Each of these painful conditions in Figure 2 could merit its own complete discussion. We know of many more types of sensory pain. As evidence of the depth and breadth of pain as a wellness and aging topic for millions of clients, the Cleveland Clinic cites many pain management resources which you can find below in the reference section.
As suggested by the bar graph in Figure 2, we are likely to meet and train clients with one or both major categories of Arthritis, which the non-profit Arthritis Foundation suggests is “joint pain or disease.” Joints may be painful, swell in size swelling, and/or cause decreased ranges of motion which impact clients’ activities of daily life (ADL).
- Osteoarthritis. “Osteo” (OA) problems are caused by wear and tear of joints and their connective tissues.
- Rheumatoid Arthritis. Rheumatoid Arthritis (or RA) is an auto-immune deficiency in which inflammation causes joint degradation.
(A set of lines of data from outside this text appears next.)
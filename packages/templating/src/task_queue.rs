//! Task Queue
//!
//! Microtask queue for coalesced property notifications plus a local
//! executor that drives animation and loading continuations. Everything
//! runs on the thread that owns the queue.

use std::cell::{Cell, RefCell};
use std::collections::VecDeque;
use std::future::Future;
use std::rc::Rc;

use smol::LocalExecutor;

/// Work item deferred until the current synchronous turn ends
pub trait MicroTask {
    fn call(&self);
}

pub struct TaskQueue {
    micro_tasks: RefCell<VecDeque<Rc<dyn MicroTask>>>,
    flushing: Cell<bool>,
    executor: LocalExecutor<'static>,
}

impl TaskQueue {
    pub fn new() -> Self {
        TaskQueue {
            micro_tasks: RefCell::new(VecDeque::new()),
            flushing: Cell::new(false),
            executor: LocalExecutor::new(),
        }
    }

    pub fn queue_micro_task(&self, task: Rc<dyn MicroTask>) {
        self.micro_tasks.borrow_mut().push_back(task);
    }

    pub fn pending_micro_tasks(&self) -> usize {
        self.micro_tasks.borrow().len()
    }

    /// Run queued microtasks, including ones queued while flushing
    pub fn flush_micro_task_queue(&self) {
        if self.flushing.replace(true) {
            return;
        }
        loop {
            let next = self.micro_tasks.borrow_mut().pop_front();
            match next {
                Some(task) => task.call(),
                None => break,
            }
        }
        self.flushing.set(false);
    }

    /// Schedule a continuation on the local executor
    pub fn spawn<F>(&self, future: F)
    where
        F: Future<Output = ()> + 'static,
    {
        self.executor.spawn(future).detach();
    }

    /// Block on `future` while driving spawned continuations, then drain
    /// the microtasks it queued
    pub fn run<T>(&self, future: impl Future<Output = T>) -> T {
        let result = smol::block_on(self.executor.run(future));
        self.flush();
        result
    }

    /// Drive microtasks and spawned continuations until nothing is runnable.
    /// Continuations waiting on an external signal stay parked.
    pub fn flush(&self) {
        loop {
            self.flush_micro_task_queue();
            if !self.executor.try_tick() && self.micro_tasks.borrow().is_empty() {
                break;
            }
        }
    }
}

impl Default for TaskQueue {
    fn default() -> Self {
        Self::new()
    }
}
impl ViewFactory {
    pub fn new(
        document: Document,
        template: NodeId,
        instructions: IndexMap<u32, Rc<TargetInstruction>>,
        resources: Rc<ViewResources>,
        surrogate_instruction: Option<Rc<TargetInstruction>>,
    ) -> Rc<Self> {
        Rc::new(ViewFactory {
            document,
            template,
            instructions,
            resources,
            surrogate_instruction,
            part: RefCell::new(None),
            cache_size: Cell::new(None),
            cache: RefCell::new(None),
        })
    }

    pub fn document(&self) -> &Document {
        &self.document
    }

    pub fn template(&self) -> NodeId {
        self.template
    }

    pub fn instructions(&self) -> &IndexMap<u32, Rc<TargetInstruction>> {
        &self.instructions
    }

    pub fn resources(&self) -> &Rc<ViewResources> {
        &self.resources
    }

    pub fn surrogate_instruction(&self) -> Option<&Rc<TargetInstruction>> {
        self.surrogate_instruction.as_ref()
    }

    pub fn part(&self) -> Option<String> {
        self.part.borrow().clone()
    }

    pub fn set_part(&self, part: Option<String>) {
        *self.part.borrow_mut() = part;
    }

    // ===== Cache =====

    /// Configure the view pool. With `do_not_override` an already configured
    /// size is kept.
    pub fn set_cache_size(&self, size: Option<CacheSize>, do_not_override: bool) {
        let requested = size.map(CacheSize::capacity).unwrap_or(0);
        if self.cache_size.get().is_none() || !do_not_override {
            self.cache_size.set(Some(requested));
        }

        let capacity = self.cache_size.get().unwrap_or(0);
        let mut cache = self.cache.borrow_mut();
        if capacity > 0 {
            let pool = cache.get_or_insert_with(Vec::new);
            pool.truncate(capacity);
        } else {
            *cache = None;
        }
    }

    pub fn is_caching(&self) -> bool {
        self.cache_size.get().unwrap_or(0) > 0
    }

    pub fn cached_views(&self) -> usize {
        self.cache.borrow().as_ref().map(Vec::len).unwrap_or(0)
    }

    pub fn get_cached_view(&self) -> Option<Rc<View>> {
        self.cache.borrow_mut().as_mut().and_then(Vec::pop)
    }

    /// Detach and unbind `view`, then pool it if there is room. A full pool
    /// refuses the view.
    pub fn return_view_to_cache(&self, view: &Rc<View>) {
        if view.is_attached() {
            view.detached();
        }
        if view.is_bound() {
            view.unbind();
        }

        let capacity = self.cache_size.get().unwrap_or(0);
        let mut cache = self.cache.borrow_mut();
        match cache.as_mut() {
            Some(pool) if pool.len() < capacity => {
                view.set_from_cache(true);
                pool.push(view.clone());
            }
            _ => tracing::trace!("view cache full, dropping view"),
        }
    }

    // ===== Instantiation =====

    pub fn create(
        self: &Rc<Self>,
        container: &Rc<Container>,
        binding_context: Option<&BindingContext>,
        instruction: &ViewCreateInstruction,
        element: Option<NodeId>,
    ) -> Result<Rc<View>> {
        if let Some(view) = self.get_cached_view() {
            tracing::debug!("reusing cached view");
            if !instruction.suppress_bind {
                view.bind_with(binding_context, false);
            }
            return Ok(view);
        }

        let fragment = if instruction.enhance {
            self.template
        } else {
            self.document.clone_node(self.template, true)
        };
        let targets: Vec<NodeId> = self
            .document
            .descendants(fragment)
            .into_iter()
            .filter(|node| self.document.has_class(*node, TARGET_CLASS))
            .collect();

        let mut build = Instantiation {
            document: &self.document,
            resources: &self.resources,
            binding_context,
            part_replacements: instruction.part_replacements.clone(),
            root: container.clone(),
            containers: HashMap::new(),
            controllers: Vec::new(),
            bindings: Vec::new(),
            children: Rc::new(RefCell::new(Vec::new())),
            content_selectors: Vec::new(),
            detached: Vec::new(),
        };

        self.resources
            .on_before_create(self, container, fragment, instruction, binding_context);

        if let (Some(element), Some(surrogate)) = (element, &self.surrogate_instruction) {
            build.apply_surrogate(container, element, surrogate)?;
        }

        for target in targets {
            let Some(target_instruction) = self
                .document
                .get_attribute(target, TARGET_ID_ATTRIBUTE)
                .and_then(|id| id.parse::<u32>().ok())
                .and_then(|id| self.instructions.get(&id))
            else {
                continue;
            };
            build.apply(target, target_instruction)?;
        }

        let view = View::new(
            self.document.clone(),
            Rc::downgrade(self),
            fragment,
            build.controllers,
            build.bindings,
            build.children,
            instruction.system_controlled,
            build.content_selectors,
        );
        if instruction.enhance {
            view.keep_fragment_on_drop();
        }
        view.own_detached_nodes(build.detached);

        if !instruction.initiated_by_behavior {
            view.created();
        }

        self.resources.on_after_create(&view);

        if !instruction.suppress_bind {
            view.bind_with(binding_context, false);
        }

        Ok(view)
    }

    pub fn describe(&self) -> Value {
        let instructions: serde_json::Map<String, Value> = self
            .instructions
            .iter()
            .map(|(id, instruction)| (id.to_string(), instruction.describe()))
            .collect();
        json!({
            "template": self.document.inner_html(self.template),
            "instructions": instructions,
            "surrogate": self.surrogate_instruction.as_ref().map(|s| s.describe()),
            "part": self.part(),
            "cacheSize": self.cache_size.get().map(|size| {
                if size == usize::MAX { Value::from("*") } else { Value::from(size) }
            }),
        })
    }
}

/// Accumulates what one `create` call builds
struct Instantiation<'a> {
    document: &'a Document,
    resources: &'a Rc<ViewResources>,
    binding_context: Option<&'a BindingContext>,
    part_replacements: Option<Rc<PartReplacements>>,
    root: Rc<Container>,
    containers: HashMap<InjectorId, Rc<Container>>,
    controllers: Vec<Rc<Controller>>,
    bindings: Vec<Rc<dyn Binding>>,
    children: Rc<RefCell<Vec<ViewNode>>>,
    content_selectors: Vec<Rc<ContentSelector>>,
    /// Markers and replaced elements taken out of the view's nodes
    detached: Vec<NodeId>,
}

impl Instantiation<'_> {
    fn apply(&mut self, element: NodeId, instruction: &Rc<TargetInstruction>) -> Result<()> {
        let document = self.document;

        if let Some(expression) = &instruction.content_expression {
            if let Some(text) = document.next_sibling(element) {
                self.bindings.push(expression.create_binding(BindingTarget::Node {
                    document: document.clone(),
                    node: text,
                    property: "textContent".to_string(),
                }));
            }
            document.remove(element);
            self.detached.push(element);
            return Ok(());
        }

        if let Some(content) = &instruction.content_selector {
            let anchor = document.create_comment("anchor");
            document.replace_node(anchor, element);
            self.detached.push(element);
            self.content_selectors.push(ContentSelector::new(
                document.clone(),
                anchor,
                content.selector.clone(),
            )?);
            return Ok(());
        }

        let host = element;
        let mut element = element;
        if !instruction.behavior_instructions.is_empty() {
            if !instruction.anchor_is_container {
                let anchor = document.create_comment("anchor");
                document.replace_node(anchor, element);
                self.detached.push(element);
                element = anchor;
            }

            let parent = self
                .containers
                .get(&instruction.parent_injector_id)
                .unwrap_or(&self.root)
                .clone();

            let element_container = parent.create_element_child(ElementScope::new(
                document.clone(),
                element,
                instruction.clone(),
                self.binding_context.cloned(),
                &self.children,
                self.resources.clone(),
                self.part_replacements.clone(),
            )
            .with_host(host));
            for provider in &instruction.providers {
                element_container.register_provider(*provider);
            }
            if let Some(id) = instruction.injector_id {
                self.containers.insert(id, element_container.clone());
            }

            for behavior_instruction in &instruction.behavior_instructions {
                let Some(behavior) = &behavior_instruction.behavior else {
                    continue;
                };
                let controller =
                    behavior.create(&element_container, behavior_instruction, Some(element))?;
                if let Some(content_view) = controller.content_view() {
                    self.children.borrow_mut().push(ViewNode::View(content_view));
                }
                self.controllers.push(controller);
            }
        }

        for expression in &instruction.expressions {
            self.bindings.push(expression.create_binding(document, element));
        }

        Ok(())
    }

    /// Merge the template root's attributes and behaviors onto the host
    fn apply_surrogate(
        &mut self,
        container: &Rc<Container>,
        element: NodeId,
        instruction: &Rc<TargetInstruction>,
    ) -> Result<()> {
        let document = self.document;

        for provider in &instruction.providers {
            container.register_provider(*provider);
        }

        for (key, value) in &instruction.values {
            match document.get_attribute(element, key).filter(|v| !v.is_empty()) {
                Some(current) if key == "class" => {
                    document.set_attribute(element, "class", &format!("{} {}", current, value));
                }
                Some(current) if key == "style" => {
                    let mut styles = style_to_map(value);
                    styles.extend(style_to_map(&current));
                    document.set_attribute(element, "style", &map_to_style(&styles));
                }
                Some(_) => {}
                None => document.set_attribute(element, key, value),
            }
        }

        for behavior_instruction in &instruction.behavior_instructions {
            let Some(behavior) = &behavior_instruction.behavior else {
                continue;
            };
            let controller = behavior.create(container, behavior_instruction, Some(element))?;
            if let Some(content_view) = controller.content_view() {
                self.children.borrow_mut().push(ViewNode::View(content_view));
            }
            self.controllers.push(controller);
        }

        for expression in &instruction.expressions {
            self.bindings.push(expression.create_binding(document, element));
        }

        Ok(())
    }
}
It is so weird yet sadly true that our bodies can put our own body parts under attack. Note that one painful condition of some client’s extremities, GOUT, is a separate category of arthritis.
Client Pain and Activities of Daily Living
Some nervous signals to our brains stem from ADLs, as shown in Figure 3 below.
Figure 3: Back Pain and Backaches from ADL – pictogram.
Note three remediations in the bottom row: 1. Ice, 2. Stretching, and 3. Physical therapy.
This painful overview of what our brains receive as precursors to danger helps reinforce the need for formal PAR-Q completion and updates for older clients. It also reinforces the need for continuing education about pain mitigation. It is well documented that actual, or imagined hugging or intimate contact generate a happy “hugging” hormone called oxytocin. What CPT doesn’t want a client to feel happy, and possibly reduce levels of acute pain?
This rhetorical question raises the issue of prescription and non-prescription painkillers for clients. Trainers should always be aware of prescription and non-prescription (ex: NSAIDs) medications that a client is using. Massages, self-myofascial release (SMR) efforts, and physical therapy (as shown in Figure 3 above) are just three non-opioid alternatives to reduce the discomfort, pain, and suffering of clients. Some may choose to seek treatment for chronic pain from a naturopathic doctor. Others may explore other more complicated interventions such as stem cell and PRP treatments.
Nerve pain associated with conditions such as sciatica can often be alleviated by performing nerve glides. Certified Personal Trainers should listen, ask sensory questions, and regularly gain subjective assessments of client pain, with verbal feedback or by a client’s choice of a scalar value from this Pain Assessment scale in Figure 4 below.
Figure 4. Subjective Pain Assessment Scale for Clients Copyright: liluydesign Pain scale 0 to 10 is a useful method of assessing.
Another example: An older active client who is an active jogger reports episodic (acute) pain in the heel areas of both feet. A trainer can propose interventional alternatives to jogging which may alleviate those pains, still enabling gains for desired stamina. Swimming or other low impact activities are suggested in this case.
Furthermore, runners who experience pain while running may be suffering from a muscular imbalance that has lead to inflammation or tension. Lower extremity dysfunction can be assessed by a qualified trainer to determine if there are corrective exercises that can be done to rebalance posture. When pain is present, this effort should be coordinated with a qualified medical professional.
CPTs should be prepared to address both physical and mental considerations for prevention, mitigation, and/or remediation of pain with each individualized training program. Anything that can help relieve the pain and keep it under control should be considered, and fortunately there are many options available besides prescription medication.